“I am very sorry, indeed, that I cannot tell you,” I answered.
“It would be a queer case, anyway,” Mrs. Colesworthy continued. “Mr. Kilbright has had a wife, but he never was a widower. Now, having been married, and never having been a widower, it would seem as if he ought not to marry again. But his first wife is dead now, there can be no doubt about that.”
It was not long before there was no further need for suppositions in regard to this matter, for Mr. Kilbright came to us and announced that he had determined to offer himself in marriage to Miss Budworth.
“I think it is meet and proper,” he said, “that I should wed and take that position at the head of a family which a right-minded and respectable man of my age should fill. I reasoned thus when for the first time I took upon me this pleasing duty, and these reasons have now the self-same weight as then. I have been studying the surveying methods of the present day, and I believe I could re-establish myself in my former profession. Thus could I maintain a wife, if, happily, I get her.”
“Get her!” exclaimed Mrs. Colesworthy, “of course you will get her! She can’t help accepting you.”
“I should feel the more hope, madam,” said Mr. Kilbright, “were it not requisite that she be informed of all that has happened to me. And all this must she know before I require her to make answer to me.”
“I must admit,” I said, “that I am afraid you are going to have a tough job.”
“I don’t believe it!” warmly exclaimed my wife. “Lilian Budworth is a girl of good, solid sense, and when she knows just exactly what has happened, it is my opinion she will not object a bit.”
“Madam,” said Mr. Kilbright, “you greatly embolden me, and I shall speak to Miss Budworth this very day.”
Notwithstanding my wife’s confidence in Miss Lilian’s good sense, she was as much surprised as I when, the next morning, Mr. Kilbright informed us that he had been accepted. As it was yet an hour before the library would open, she hurried around to Miss Budworth’s home to know all about it.
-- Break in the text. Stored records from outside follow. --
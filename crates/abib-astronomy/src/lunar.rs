//! Lunar position: "formula 30" longitude, latitude and horizontal-parallax
//! series. The argument angles keep their additive perturbation terms; the
//! latitude series carries the (1 - w1 - w2) node scaling.

use crate::math::{norm360, DR};

/// Lunar terms at one Julian-century fraction.
#[derive(Debug, Clone, Copy)]
pub struct LunarSeries {
    /// Geocentric longitude, radians.
    pub longitude: f64,
    /// Geocentric latitude, radians.
    pub latitude: f64,
    /// Equatorial horizontal parallax, degrees.
    pub parallax: f64,
    /// Moon's mean anomaly, radians.
    pub moon_anomaly: f64,
    /// Sun's mean anomaly (with its additive term), radians.
    pub sun_anomaly: f64,
}

impl LunarSeries {
    /// Evaluates the series at Julian-century fraction `jt` (1900.0 epoch).
    pub fn at(jt: f64) -> Self {
        let jt2 = jt * jt;
        let jt3 = jt2 * jt;

        // Additive perturbation arguments.
        let a4 = norm360(51.2 + 20.2 * jt) * DR;
        let a5 = norm360(346.56 + 132.87 * jt - 0.0091731 * jt2) * DR;
        let a6 = 0.003964 * a5.sin();
        let ax = 259.183275 - 1934.142 * jt + 0.002078 * jt2 + 0.0000022 * jt3;
        let node = norm360(ax) * DR;
        let a7 = norm360(ax + 275.05 - 2.3 * jt) * DR;

        // Moon's mean anomaly.
        let mut mm = 296.104608 + 477198.8491 * jt + 0.009192 * jt2 + 0.0000144 * jt3
            + 0.000817 * a4.sin();
        mm = mm + a6 + 0.002541 * node.sin();
        let mm = norm360(mm) * DR;

        // Moon's mean longitude, kept in degrees for the series sum.
        let mut lm = 270.434164 + 481267.8831 * jt - 0.001133 * jt2 + 0.0000019 * jt3;
        lm = lm + 0.000233 * a4.sin() + a6 + 0.001964 * node.sin();
        let lm = norm360(lm);

        // Sun's mean anomaly with its additive term.
        let mut s1 = 358.475833 + 35999.0498 * jt - 0.00015 * jt2 - 0.0000033 * jt3;
        s1 -= 0.001778 * a4.sin();
        let s1 = norm360(s1) * DR;

        // Mean elongation.
        let mut dm = 350.737486 + 445267.1142 * jt - 0.001436 * jt2 + 0.0000019 * jt3;
        dm = dm + 0.002011 * a4.sin() + a6 + 0.001964 * node.sin();
        let dm = norm360(dm) * DR;

        // Argument of latitude.
        let mut fm = 11.250889 + 483202.0251 * jt - 0.003211 * jt2 - 0.0000003 * jt3;
        fm = fm + a6 - 0.024691 * node.sin() - 0.004328 * a7.sin();
        let fm = norm360(fm) * DR;

        // Secular decrease of the Sun's eccentricity.
        let e1 = 1.0 - 0.002495 * jt - 0.00000752 * jt2;
        let e1sq = e1 * e1;

        // Longitude series, degrees.
        let mut l = lm + 6.28875 * mm.sin() + 1.274018 * (2.0 * dm - mm).sin()
            + 0.658309 * (2.0 * dm).sin();
        l = l + 0.213616 * (2.0 * mm).sin() - 0.185596 * s1.sin() * e1
            - 0.114336 * (2.0 * fm).sin();
        l = l + 0.058793 * (2.0 * dm - 2.0 * mm).sin()
            + 0.057212 * (2.0 * dm - s1 - mm).sin() * e1;
        l = l + 0.05332 * (2.0 * dm + mm).sin() + 0.045874 * (2.0 * dm - s1).sin() * e1;
        l = l + 0.041024 * (mm - s1).sin() * e1 - 0.034718 * dm.sin();
        l = l - e1 * 0.030465 * (s1 + mm).sin() + 0.015326 * (2.0 * dm - 2.0 * fm).sin();
        l = l - 0.012528 * (2.0 * fm + mm).sin() - 0.01098 * (2.0 * fm - mm).sin()
            + 0.010674 * (4.0 * dm - mm).sin();
        l = l + 0.010034 * (3.0 * mm).sin() + 0.008548 * (4.0 * dm - 2.0 * mm).sin();
        l = l - 0.00791 * (s1 - mm + 2.0 * dm).sin() * e1
            - e1 * 0.006783 * (2.0 * dm + s1).sin();
        l = l + 0.005162 * (mm - dm).sin() + e1 * 0.005 * (s1 + dm).sin();
        l = l + e1 * 0.004049 * (mm - s1 + 2.0 * dm).sin()
            + 0.003996 * (2.0 * mm + 2.0 * dm).sin();
        l = l + 0.003862 * (4.0 * dm).sin() + 0.003665 * (2.0 * dm - 3.0 * mm).sin();
        l = l + e1 * 0.002695 * (2.0 * mm - s1).sin()
            + 0.002602 * (mm - 2.0 * fm - 2.0 * dm).sin();
        l = l + e1 * 0.002396 * (2.0 * dm - s1 - 2.0 * mm).sin() - 0.002349 * (mm + dm).sin();
        l = l + e1sq * 0.002249 * (2.0 * dm - 2.0 * s1).sin()
            - e1 * 0.002125 * (2.0 * mm + s1).sin();
        l = l - e1sq * 0.002079 * (2.0 * s1).sin()
            + e1sq * 0.002059 * (2.0 * dm - mm - 2.0 * s1).sin();
        l = l - 0.001773 * (mm + 2.0 * dm - 2.0 * fm).sin()
            - 0.001595 * (2.0 * fm + 2.0 * dm).sin();
        l = l + e1 * 0.00122 * (4.0 * dm - s1 - mm).sin() - 0.00111 * (2.0 * mm + 2.0 * fm).sin();
        l = l + 0.000892 * (mm - 3.0 * dm).sin() - e1 * 0.000811 * (s1 + mm + 2.0 * dm).sin();
        l = l + e1 * 0.000761 * (4.0 * dm - s1 - 2.0 * mm).sin()
            + e1sq * 0.000717 * (mm - 2.0 * s1).sin();
        l = l + e1sq * 0.000704 * (mm - 2.0 * s1 - 2.0 * dm).sin()
            + e1 * 0.000693 * (s1 - 2.0 * mm + 2.0 * dm).sin();
        l += e1 * 0.000598 * (2.0 * dm - s1 - 2.0 * fm).sin();
        l = l + 0.00055 * (mm + 4.0 * dm).sin() + 0.000538 * (4.0 * mm).sin();
        l = l + e1 * 0.000521 * (4.0 * dm - s1).sin() + 0.000486 * (2.0 * mm - dm).sin();

        // Latitude series, degrees.
        let mut lb = 5.128189 * fm.sin() + 0.280606 * (mm + fm).sin() + 0.277693 * (mm - fm).sin();
        lb = lb + 0.173238 * (2.0 * dm - fm).sin() + 0.055413 * (2.0 * dm + fm - mm).sin();
        lb = lb + 0.046272 * (2.0 * dm - fm - mm).sin() + 0.032573 * (2.0 * dm + fm).sin();
        lb = lb + 0.017198 * (2.0 * mm + fm).sin() + 0.009267 * (2.0 * dm + mm - fm).sin();
        lb = lb + 0.008823 * (2.0 * mm - fm).sin() + e1 * 0.008247 * (2.0 * dm - s1 - fm).sin();
        lb = lb + 0.004323 * (2.0 * dm - fm - 2.0 * mm).sin() + 0.0042 * (2.0 * dm + fm + mm).sin();
        lb = lb + e1 * 0.003372 * (fm - s1 - 2.0 * dm).sin()
            + e1 * 0.002472 * (2.0 * dm + fm - s1 - mm).sin();
        lb = lb + e1 * 0.002222 * (2.0 * dm + fm - s1).sin()
            + e1 * 0.002072 * (2.0 * dm - fm - s1 - mm).sin();
        lb = lb + e1 * 0.001877 * (fm - s1 + mm).sin() + 0.001828 * (4.0 * dm - fm - mm).sin();
        lb = lb - e1 * 0.001803 * (fm + s1).sin() - 0.00175 * (3.0 * fm).sin()
            + e1 * 0.00157 * (mm - s1 - fm).sin();
        lb = lb - 0.001487 * (fm + dm).sin() - e1 * 0.001481 * (fm + s1 + mm).sin();
        lb = lb + e1 * 0.001417 * (fm - s1 - mm).sin() + e1 * 0.00135 * (fm - s1).sin()
            + 0.00133 * (fm - dm).sin();
        lb = lb + 0.001106 * (fm + 3.0 * mm).sin() + 0.00102 * (4.0 * dm - fm).sin();
        lb = lb + 0.000833 * (fm + 4.0 * dm - mm).sin() + 0.000781 * (mm - 3.0 * fm).sin();
        lb = lb + 0.00067 * (fm + 4.0 * dm - 2.0 * mm).sin() + 0.000606 * (2.0 * dm - 3.0 * fm).sin();
        lb = lb + 0.000597 * (2.0 * dm + 2.0 * mm - fm).sin()
            + e1 * 0.000492 * (2.0 * dm + mm - s1 - fm).sin();
        lb = lb + 0.00045 * (2.0 * mm - fm - 2.0 * dm).sin() + 0.000439 * (3.0 * mm - fm).sin();
        lb = lb + 0.000423 * (fm + 2.0 * dm + 2.0 * mm).sin()
            + 0.000422 * (2.0 * dm - fm - 3.0 * mm).sin();
        lb = lb - e1 * 0.000367 * (s1 + fm + 2.0 * dm - mm).sin()
            - e1 * 0.000353 * (s1 + fm + 2.0 * dm).sin();
        lb = lb + 0.000331 * (fm + 4.0 * dm).sin() + e1 * 0.000317 * (2.0 * dm + fm - s1 + mm).sin();
        lb = lb + e1sq * 0.000306 * (2.0 * dm - 2.0 * s1 - fm).sin() - 0.000283 * (mm + 3.0 * fm).sin();

        // Horizontal parallax, degrees.
        let mut hp = 0.950724 + 0.051818 * mm.cos() + 0.009531 * (2.0 * dm - mm).cos();
        hp = hp + 0.007843 * (2.0 * dm).cos() + 0.002824 * (2.0 * mm).cos();
        hp = hp + 0.000857 * (2.0 * dm + mm).cos() + e1 * 0.000533 * (2.0 * dm - s1).cos();
        hp = hp + e1 * 0.000401 * (2.0 * dm - s1 - mm).cos() + e1 * 0.00032 * (mm - s1).cos();
        hp = hp - 0.000271 * dm.cos() - e1 * 0.000264 * (s1 + mm).cos();
        hp = hp - 0.000198 * (2.0 * fm - mm).cos() + 0.000173 * (3.0 * mm).cos();
        hp = hp + 0.000167 * (4.0 * dm - mm).cos() - e1 * 0.000111 * s1.cos();
        hp = hp + 0.000103 * (4.0 * dm - 2.0 * mm).cos() - 0.000084 * (2.0 * mm - 2.0 * dm).cos();
        hp = hp - e1 * 0.000083 * (2.0 * dm + s1).cos() + 0.000079 * (2.0 * dm + 2.0 * mm).cos();
        hp = hp + 0.000072 * (4.0 * dm).cos() + e1 * 0.000064 * (2.0 * dm - s1 + mm).cos();
        hp = hp - e1 * 0.000063 * (2.0 * dm + s1 - mm).cos() + e1 * 0.000041 * (s1 + dm).cos();
        hp = hp + e1 * 0.000035 * (2.0 * mm - s1).cos() - 0.000033 * (3.0 * mm - 2.0 * dm).cos();
        hp = hp - 0.00003 * (mm + dm).cos() - 0.000029 * (2.0 * fm - 2.0 * dm).cos();
        hp = hp - e1 * 0.000029 * (2.0 * mm + s1).cos() + e1sq * 0.000026 * (2.0 * dm - 2.0 * s1).cos();
        hp = hp - 0.000023 * (2.0 * fm - 2.0 * dm + mm).cos()
            + e1 * 0.000019 * (4.0 * dm - s1 - mm).cos();

        // Node scaling of the latitude.
        let w1 = 0.0004664 * node.cos();
        let w3 = (275.05 - 2.3 * jt) * DR;
        let w2 = 0.0000754 * (node + w3).cos();
        let lb = lb * (1.0 - w1 - w2);

        Self {
            longitude: l * DR,
            latitude: lb * DR,
            parallax: hp,
            moon_anomaly: mm,
            sun_anomaly: s1,
        }
    }
}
The young lady was found, pale, but very happy. “When he left me last night,” she said, “my mind was in a strange hubbub. He had told me that he loved me, and had asked me to marry him, and my heart would not let me say anything but ‘yes;’ and yet, after he had gone, his wondrous story came up before me as it had not come when he told it, having just told something else. I did not sleep all night, thinking of it. I have read and pondered a great deal upon these subjects, but have never been able to make up my mind whether or not to put faith in the strange spiritual manifestations of which we are told. So I determined, a good while ago, not to consider the matter at all. I could do nothing with it, and it would be better that I should let it alone. To this same determination I came early this morning in the case of Mr. Kilbright. None of us know what we may once have been, nor what we may become. All we know is what we are. Mr. Kilbright may be mistaken as to what he was, but I know what he is. And to that man I give myself as I am. I am perfectly satisfied with the present.”